[Data records — start]

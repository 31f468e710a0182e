use anyhow::{Context, Result};
use clap::Parser;
use std::path::PathBuf;
use tokio::sync::mpsc;
use url::Url;

use scephoto_sync::config::Config;
use scephoto_sync::feed::{DocumentCache, HttpFeedSource};
use scephoto_sync::model::MasterFeedContent;
use scephoto_sync::sync::{ContentCache, DataManager, MediaCache, SyncEvent, UpdateReport};

/// Get the config directory path (~/.config/scephoto/)
fn get_config_dir() -> Result<PathBuf> {
    let home = std::env::var("HOME").context("HOME environment variable not set")?;
    Ok(PathBuf::from(home).join(".config").join("scephoto"))
}

#[derive(Parser, Debug)]
#[command(
    name = "scephoto-sync",
    about = "Sync a CSX/SSE/Media RSS photo feed hierarchy"
)]
struct Args {
    /// Config file (defaults to ~/.config/scephoto/config.toml)
    #[arg(long, value_name = "FILE")]
    config: Option<PathBuf>,

    /// Master feed URI (overrides `feed_uri` in the config file)
    #[arg(long, value_name = "URI")]
    feed: Option<Url>,

    /// Cache directory for feed documents and media
    #[arg(long, value_name = "DIR")]
    cache_dir: Option<PathBuf>,

    /// Only load from the local cache, never touch the network
    #[arg(long)]
    offline: bool,

    /// Download images, thumbnails and description files after the feeds
    #[arg(long)]
    download_media: bool,

    /// Print the merged content tree as JSON instead of a summary
    #[arg(long)]
    json: bool,
}

#[tokio::main]
async fn main() -> Result<()> {
    tracing_subscriber::fmt()
        .with_env_filter(tracing_subscriber::EnvFilter::from_default_env())
        .with_writer(std::io::stderr)
        .init();

    let args = Args::parse();

    let config_dir = get_config_dir()?;
    let config_path = args
        .config
        .clone()
        .unwrap_or_else(|| config_dir.join("config.toml"));
    let config = Config::load(&config_path)
        .with_context(|| format!("Failed to load config from {}", config_path.display()))?;

    let Some(feed_uri) = args.feed.clone().or_else(|| config.feed_uri.clone()) else {
        eprintln!("Error: No master feed configured.");
        eprintln!();
        eprintln!("Pass one on the command line:");
        eprintln!("  scephoto-sync --feed http://photos.example.com/feeds/master.xml");
        eprintln!();
        eprintln!("Or set `feed_uri` in {}.", config_path.display());
        std::process::exit(1);
    };

    let cache_dir = args
        .cache_dir
        .clone()
        .or_else(|| config.cache_dir.clone())
        .unwrap_or_else(|| config_dir.join("cache"));
    create_private_dir(&cache_dir)?;

    let client = reqwest::Client::builder()
        .user_agent(concat!("scephoto-sync/", env!("CARGO_PKG_VERSION")))
        .build()
        .context("Failed to build HTTP client")?;
    let source = HttpFeedSource::new(client)
        .with_timeout(config.request_timeout())
        .with_max_size(config.max_feed_size_bytes)
        .with_backoff(config.retry_backoff());
    let feed_source = source
        .clone()
        .with_cache(DocumentCache::new(cache_dir.join("feeds")));

    let (event_tx, event_rx) = mpsc::channel::<SyncEvent>(256);
    let events = tokio::spawn(log_events(event_rx));

    let manager = DataManager::new(feed_source, feed_uri).with_events(event_tx);
    let (report, content) = if args.download_media || config.download_media {
        let media = MediaCache::new(source, DocumentCache::new(cache_dir.join("media")))
            .with_concurrency(config.max_concurrent_downloads);
        run(manager.with_cache(media), args.offline).await?
    } else {
        run(manager, args.offline).await?
    };

    // All senders are gone once the manager is dropped inside `run`.
    events.await.context("Event logger task failed")?;

    if args.json {
        let tree = serde_json::to_string_pretty(&content).context("Failed to serialize content")?;
        println!("{tree}");
    } else {
        print_summary(&report, content.as_ref());
    }

    if !report.succeeded() {
        std::process::exit(2);
    }
    Ok(())
}

/// Loads the cached tree, then (unless offline) runs one update. Ctrl-C
/// cancels the running pass.
async fn run<C: ContentCache>(
    manager: DataManager<HttpFeedSource, C>,
    offline: bool,
) -> Result<(UpdateReport, Option<MasterFeedContent>)> {
    let cached = manager
        .load_cached_data()
        .await
        .context("Failed to load cached data")?;
    if offline {
        return Ok((cached, manager.content()));
    }

    let update = manager.update();
    tokio::pin!(update);
    let report = tokio::select! {
        report = &mut update => report,
        _ = tokio::signal::ctrl_c() => {
            eprintln!("Canceling...");
            manager.cancel();
            update.await
        }
    }
    .context("Update failed")?;

    Ok((report, manager.content()))
}

async fn log_events(mut events: mpsc::Receiver<SyncEvent>) {
    while let Some(event) = events.recv().await {
        match event {
            SyncEvent::UpdateProgressChanged { percent } => {
                tracing::debug!(percent, "Progress");
            }
            SyncEvent::UpdateCompleted {
                error: Some(error), ..
            }
            | SyncEvent::LoadCachedDataCompleted {
                error: Some(error), ..
            } => {
                tracing::warn!(error = %error, "Sync pass finished with errors");
            }
            other => tracing::info!(event = ?other, "Sync event"),
        }
    }
}

fn create_private_dir(dir: &std::path::Path) -> Result<()> {
    if !dir.exists() {
        std::fs::create_dir_all(dir)
            .with_context(|| format!("Failed to create cache directory {}", dir.display()))?;
    }

    // SEC-007: Set directory permissions on Unix (user-only access)
    #[cfg(unix)]
    {
        use std::os::unix::fs::PermissionsExt;
        match std::fs::metadata(dir) {
            Ok(metadata) => {
                let mut perms = metadata.permissions();
                perms.set_mode(0o700);
                if let Err(e) = std::fs::set_permissions(dir, perms) {
                    tracing::warn!(
                        path = %dir.display(),
                        error = %e,
                        "Failed to set cache directory permissions to 0700"
                    );
                }
            }
            Err(e) => {
                tracing::warn!(
                    path = %dir.display(),
                    error = %e,
                    "Failed to read cache directory metadata"
                );
            }
        }
    }
    Ok(())
}

fn print_summary(report: &UpdateReport, content: Option<&MasterFeedContent>) {
    match content {
        Some(content) => {
            println!("{}", content.channel.title);
            for gallery in &content.photo_galleries {
                println!(
                    "  {} ({} albums)",
                    gallery.channel.title,
                    gallery.photo_albums.len()
                );
                for album in &gallery.photo_albums {
                    let new = album.photos.iter().filter(|p| p.item.is_new).count();
                    println!(
                        "    {} ({} photos, {} new)",
                        album.channel.title,
                        album.photos.len(),
                        new
                    );
                }
            }
        }
        None => println!("No content loaded."),
    }

    println!();
    println!(
        "{} requests, {} failed, {} media items failed, {:.1}s",
        report.total_requests,
        report.failed_requests,
        report.failed_item_count,
        report.elapsed.as_secs_f64()
    );
    if report.canceled {
        println!("Sync was canceled.");
    }
    if let Some(error) = &report.error {
        println!("First error: {error}");
    }
}
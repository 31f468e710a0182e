use url::Url;

/// Resolves a possibly relative URI reference against `base`.
///
/// Absolute references are returned as-is. A relative reference with no base
/// is an error.
pub fn resolve_uri(base: Option<&Url>, reference: &str) -> Result<Url, url::ParseError> {
    let reference = reference.trim();
    match Url::parse(reference) {
        Ok(url) => Ok(url),
        Err(url::ParseError::RelativeUrlWithoutBase) => match base {
            Some(base) => base.join(reference),
            None => Err(url::ParseError::RelativeUrlWithoutBase),
        },
        Err(e) => Err(e),
    }
}
//! Typed content tree for the photo feed.
//!
//! - [`MasterFeedContent`] lists the galleries, each [`PhotoGallery`] lists its
//!   albums, and each [`PhotoAlbum`] holds [`Photo`]s.
//! - [`Revision`] and [`GuidStore`] drive change detection between syncs.
//! - [`TagStore`] interns `media:category` tags into short ids.

mod content;
mod guid_store;
mod revision;
mod tag_store;

pub use content::{
    Channel, FeedContent, FeedItem, FeedKind, Item, MasterFeedContent, Photo, PhotoAlbum,
    PhotoGallery,
};
pub use guid_store::GuidStore;
pub use revision::Revision;
pub use tag_store::{TagId, TagStore};
use std::borrow::Cow;

/// Removes C0 control characters (except tab, newline and carriage return)
/// and DEL from feed-supplied text.
///
/// Returns `Cow::Borrowed` when nothing needs stripping.
///
/// # Examples
///
/// ```
/// use scephoto_sync::util::strip_control_chars;
///
/// assert_eq!(strip_control_chars("Sun\x00set"), "Sunset");
/// assert_eq!(strip_control_chars("line\nbreak"), "line\nbreak");
/// ```
pub fn strip_control_chars(s: &str) -> Cow<'_, str> {
    if !s.chars().any(is_stripped) {
        return Cow::Borrowed(s);
    }
    Cow::Owned(s.chars().filter(|c| !is_stripped(*c)).collect())
}

fn is_stripped(c: char) -> bool {
    c == '\u{7f}' || (c < '\u{20}' && !matches!(c, '\t' | '\n' | '\r'))
}

/// Trims surrounding whitespace and strips control characters.
pub fn clean_text(s: &str) -> String {
    strip_control_chars(s.trim()).into_owned()
}
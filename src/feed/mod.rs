//! Feed documents: fetching, parsing and conversion into the content tree.
//!
//! - **Fetching**: [`FeedSource`] is the async document boundary;
//!   [`HttpFeedSource`] fetches over HTTP with retries and writes through to a
//!   [`DocumentCache`], [`FileFeedSource`] reads `file://` URIs
//! - **Parsing**: [`parse_document`] builds a namespace-aware element tree
//! - **Conversion**: [`converter`] turns RSS + CSX + SSE + Media RSS
//!   documents into [`crate::model`] types
//!
//! # Example
//!
//! ```ignore
//! use scephoto_sync::feed::{converter, parse_document, FeedSource, HttpFeedSource};
//!
//! let source = HttpFeedSource::new(reqwest::Client::new());
//! let bytes = source.fetch_document(&uri, false).await?;
//! let root = parse_document(&bytes)?;
//! let master = converter::convert_master_feed(&root, &uri);
//! ```

mod cache;
pub mod converter;
mod source;
mod xml;

pub use cache::DocumentCache;
pub use source::{FeedSource, FileFeedSource, HttpFeedSource, SourceError};
pub use xml::{parse_document, Attribute, Element, XmlError};
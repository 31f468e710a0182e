use futures::stream::{FuturesUnordered, StreamExt};
use std::sync::atomic::{AtomicBool, Ordering};
use std::sync::{PoisonError, RwLock, RwLockReadGuard, RwLockWriteGuard};
use std::time::Duration;
use thiserror::Error;
use tokio::sync::mpsc;
use url::Url;

use super::media::{ContentCache, NoContentCache};
use super::session::UpdateSession;
use crate::feed::{converter, parse_document, Element, FeedSource, SourceError};
use crate::model::{MasterFeedContent, Photo, TagId, TagStore};

#[derive(Debug, Error)]
pub enum SyncError {
    /// `update()` or `load_cached_data()` was called while a session is running.
    #[error("An update is already in progress")]
    UpdateInProgress,
}

/// Events raised towards the UI layer.
#[derive(Debug, Clone, PartialEq, Eq)]
pub enum SyncEvent {
    LoadCachedDataStarted,
    LoadCachedDataCompleted {
        error: Option<String>,
        canceled: bool,
    },
    UpdateStarted,
    UpdateProgressChanged {
        percent: u8,
    },
    /// Every feed document of the pass has been fetched and merged; the
    /// navigation tree can be refreshed.
    FeedsUpdated,
    UpdateCompleted {
        error: Option<String>,
        canceled: bool,
        failed_item_count: usize,
    },
}

/// Summary of a finished session.
#[derive(Debug, Clone, PartialEq, Eq)]
pub struct UpdateReport {
    /// First error seen during the session.
    pub error: Option<String>,
    pub canceled: bool,
    pub total_requests: usize,
    pub failed_requests: usize,
    /// Media items the content cache failed to sync.
    pub failed_item_count: usize,
    pub elapsed: Duration,
}

impl UpdateReport {
    fn from_session(session: &UpdateSession) -> Self {
        Self {
            error: session.error().map(str::to_string),
            canceled: session.is_canceled(),
            total_requests: session.total_requests(),
            failed_requests: session.failed_requests(),
            failed_item_count: session.failed_item_count(),
            elapsed: session.elapsed(),
        }
    }

    pub fn succeeded(&self) -> bool {
        self.error.is_none() && !self.canceled
    }
}

#[derive(Debug, Clone, PartialEq, Eq)]
enum FeedTarget {
    Master,
    Gallery { gallery: String },
    Album { gallery: String, album: String },
}

#[derive(Debug, Clone)]
struct FeedRequest {
    target: FeedTarget,
    uri: Url,
}

#[derive(Debug, Default)]
struct SyncState {
    content: Option<MasterFeedContent>,
    tags: TagStore,
    last_update_failed: bool,
}

/// Clears the in-progress flag when a session ends, including on early return.
struct SessionGuard<'a>(&'a AtomicBool);

impl Drop for SessionGuard<'_> {
    fn drop(&mut self) {
        self.0.store(false, Ordering::Release);
    }
}
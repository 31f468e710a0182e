//! Incremental sync and merge engine for CSX/SSE/Media RSS photo feeds.
//!
//! A master feed lists photo galleries, each gallery feed lists albums and
//! each album feed lists photos. [`sync::DataManager`] walks that hierarchy,
//! re-fetching only what changed, and merges the results into a
//! [`model::MasterFeedContent`] tree that keeps node identity across syncs.

pub mod config;
pub mod feed;
pub mod model;
pub mod sync;
pub mod util;
use std::collections::HashMap;

/// Short integer id assigned to an interned tag string.
pub type TagId = u16;

/// Append-only, bidirectional map between tag strings and [`TagId`]s.
///
/// Owned by the data manager and handed to the converter explicitly. Ids are
/// dense and assigned in first-seen order; tags are never removed.
#[derive(Debug, Clone, Default)]
pub struct TagStore {
    names: Vec<String>,
    ids: HashMap<String, TagId>,
}

impl TagStore {
    pub fn new() -> Self {
        Self::default()
    }

    /// Returns the id for `tag`, allocating one on first sight.
    ///
    /// Returns `None` for an empty tag or when the id space is exhausted.
    pub fn intern(&mut self, tag: &str) -> Option<TagId> {
        if tag.is_empty() {
            return None;
        }
        if let Some(id) = self.ids.get(tag) {
            return Some(*id);
        }
        let id = match TagId::try_from(self.names.len()) {
            Ok(id) => id,
            Err(_) => {
                tracing::error!(tag = %tag, "Tag store is full, dropping tag");
                return None;
            }
        };
        self.names.push(tag.to_string());
        self.ids.insert(tag.to_string(), id);
        Some(id)
    }

    pub fn id(&self, tag: &str) -> Option<TagId> {
        self.ids.get(tag).copied()
    }

    pub fn name(&self, id: TagId) -> Option<&str> {
        self.names.get(usize::from(id)).map(String::as_str)
    }

    pub fn len(&self) -> usize {
        self.names.len()
    }

    pub fn is_empty(&self) -> bool {
        self.names.is_empty()
    }
}
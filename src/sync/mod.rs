//! Sync engine: positional merge, session bookkeeping and the orchestrator.
//!
//! [`DataManager`] runs sync passes against a [`crate::feed::FeedSource`],
//! merging each fetched document into the content tree with
//! [`merge_by_guid`] and reporting through [`SyncEvent`]s. A
//! [`ContentCache`] can be attached to download media after the feeds.

mod manager;
mod media;
mod merge;
mod session;

pub use manager::{DataManager, SyncError, SyncEvent, UpdateReport};
pub use media::{CacheUpdate, ContentCache, MediaCache, NoContentCache};
pub use merge::{merge_by_guid, Keyed, MergeOutcome};
pub use session::UpdateSession;
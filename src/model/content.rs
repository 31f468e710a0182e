use chrono::{DateTime, Utc};
use serde::Serialize;
use url::Url;

use super::{GuidStore, Revision, TagId};

/// Identity record shared by every entry in a feed.
#[derive(Debug, Clone, Default, PartialEq, Serialize)]
pub struct Item {
    pub title: String,
    /// Stable, non-empty key for the same logical entity across syncs.
    pub guid: String,
    pub web_link: Option<Url>,
    pub publish_date: DateTime<Utc>,
    pub revision: Revision,
    pub is_new: bool,
}

/// An item pointing at a nested feed document (a gallery or an album).
#[derive(Debug, Clone, PartialEq, Serialize)]
pub struct FeedItem {
    #[serde(flatten)]
    pub item: Item,
    pub link: Url,
}

#[derive(Debug, Clone, PartialEq, Serialize)]
pub struct Photo {
    #[serde(flatten)]
    pub item: Item,
    pub description: String,
    pub image_uri: Url,
    pub thumbnail_uri: Option<Url>,
    /// Separate document holding a description too large to inline.
    pub description_file_uri: Option<Url>,
    pub tag_ids: Vec<TagId>,
}

/// Channel-level metadata common to the master feed, galleries and albums.
///
/// `change_date` falls back to `publish_date` when the document has no
/// build date, so it is not guaranteed to be later than `publish_date`.
#[derive(Debug, Clone, Default, PartialEq, Serialize)]
pub struct Channel {
    pub title: String,
    pub description: String,
    pub link: Option<Url>,
    pub publish_date: DateTime<Utc>,
    pub change_date: DateTime<Utc>,
    #[serde(skip)]
    pub guid_store: GuidStore,
    /// URI of the document this channel was read from; relative child URIs
    /// resolve against it. `None` until a document has been merged in.
    pub base_uri: Option<Url>,
}

#[derive(Debug, Clone, Default, PartialEq, Serialize)]
pub struct PhotoAlbum {
    pub guid: String,
    pub channel: Channel,
    pub photos: Vec<Photo>,
}

impl PhotoAlbum {
    /// Empty album keyed only by guid, created when a new album feed item
    /// appears and before its document has been fetched.
    pub fn stub(guid: &str) -> Self {
        Self {
            guid: guid.to_string(),
            ..Self::default()
        }
    }

    pub fn is_loaded(&self) -> bool {
        self.channel.base_uri.is_some()
    }

    pub fn reset_is_new(&mut self) {
        self.channel.guid_store.reset_is_new();
        for photo in &mut self.photos {
            photo.item.is_new = false;
        }
    }
}

#[derive(Debug, Clone, Default, PartialEq, Serialize)]
pub struct PhotoGallery {
    pub guid: String,
    pub channel: Channel,
    pub photo_albums: Vec<PhotoAlbum>,
    /// Album feed items in document order; drives the album merge.
    pub photo_album_feeds: Vec<FeedItem>,
}

impl PhotoGallery {
    pub fn stub(guid: &str) -> Self {
        Self {
            guid: guid.to_string(),
            ..Self::default()
        }
    }

    pub fn is_loaded(&self) -> bool {
        self.channel.base_uri.is_some()
    }

    pub fn album(&self, guid: &str) -> Option<&PhotoAlbum> {
        self.photo_albums.iter().find(|a| a.guid == guid)
    }

    pub fn album_mut(&mut self, guid: &str) -> Option<&mut PhotoAlbum> {
        self.photo_albums.iter_mut().find(|a| a.guid == guid)
    }

    pub fn reset_is_new(&mut self) {
        self.channel.guid_store.reset_is_new();
        for feed in &mut self.photo_album_feeds {
            feed.item.is_new = false;
        }
        for album in &mut self.photo_albums {
            album.reset_is_new();
        }
    }
}

#[derive(Debug, Clone, Default, PartialEq, Serialize)]
pub struct MasterFeedContent {
    pub channel: Channel,
    pub photo_galleries: Vec<PhotoGallery>,
    pub photo_gallery_feeds: Vec<FeedItem>,
}

impl MasterFeedContent {
    pub fn gallery(&self, guid: &str) -> Option<&PhotoGallery> {
        self.photo_galleries.iter().find(|g| g.guid == guid)
    }

    pub fn gallery_mut(&mut self, guid: &str) -> Option<&mut PhotoGallery> {
        self.photo_galleries.iter_mut().find(|g| g.guid == guid)
    }

    pub fn photos(&self) -> impl Iterator<Item = &Photo> {
        self.photo_galleries
            .iter()
            .flat_map(|g| g.photo_albums.iter())
            .flat_map(|a| a.photos.iter())
    }

    /// Binary content referenced by the tree: images, thumbnails and
    /// description files, deduplicated, in tree order.
    pub fn media_uris(&self) -> Vec<Url> {
        let mut seen = std::collections::HashSet::new();
        let mut uris = Vec::new();
        for photo in self.photos() {
            let candidates = std::iter::once(&photo.image_uri)
                .chain(photo.thumbnail_uri.iter())
                .chain(photo.description_file_uri.iter());
            for uri in candidates {
                if seen.insert(uri.as_str().to_string()) {
                    uris.push(uri.clone());
                }
            }
        }
        uris
    }
}

/// Which level of the feed tree a document describes.
#[derive(Debug, Clone, Copy, PartialEq, Eq, Hash, Serialize)]
pub enum FeedKind {
    MasterFeed,
    PhotoGallery,
    PhotoAlbum,
}

/// Converted document content, one variant per tree level.
#[derive(Debug, Clone, PartialEq)]
pub enum FeedContent {
    MasterFeed(MasterFeedContent),
    PhotoGallery(PhotoGallery),
    PhotoAlbum(PhotoAlbum),
}

impl FeedContent {
    pub fn kind(&self) -> FeedKind {
        match self {
            FeedContent::MasterFeed(_) => FeedKind::MasterFeed,
            FeedContent::PhotoGallery(_) => FeedKind::PhotoGallery,
            FeedContent::PhotoAlbum(_) => FeedKind::PhotoAlbum,
        }
    }

    pub fn channel(&self) -> &Channel {
        match self {
            FeedContent::MasterFeed(c) => &c.channel,
            FeedContent::PhotoGallery(g) => &g.channel,
            FeedContent::PhotoAlbum(a) => &a.channel,
        }
    }
}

[Data records — finish]

Task statement
In the records above, find each line with the string "Ordering" and list it.

Result of this task
use std::sync::atomic::{AtomicBool, Ordering};
        self.0.store(false, Ordering::Release);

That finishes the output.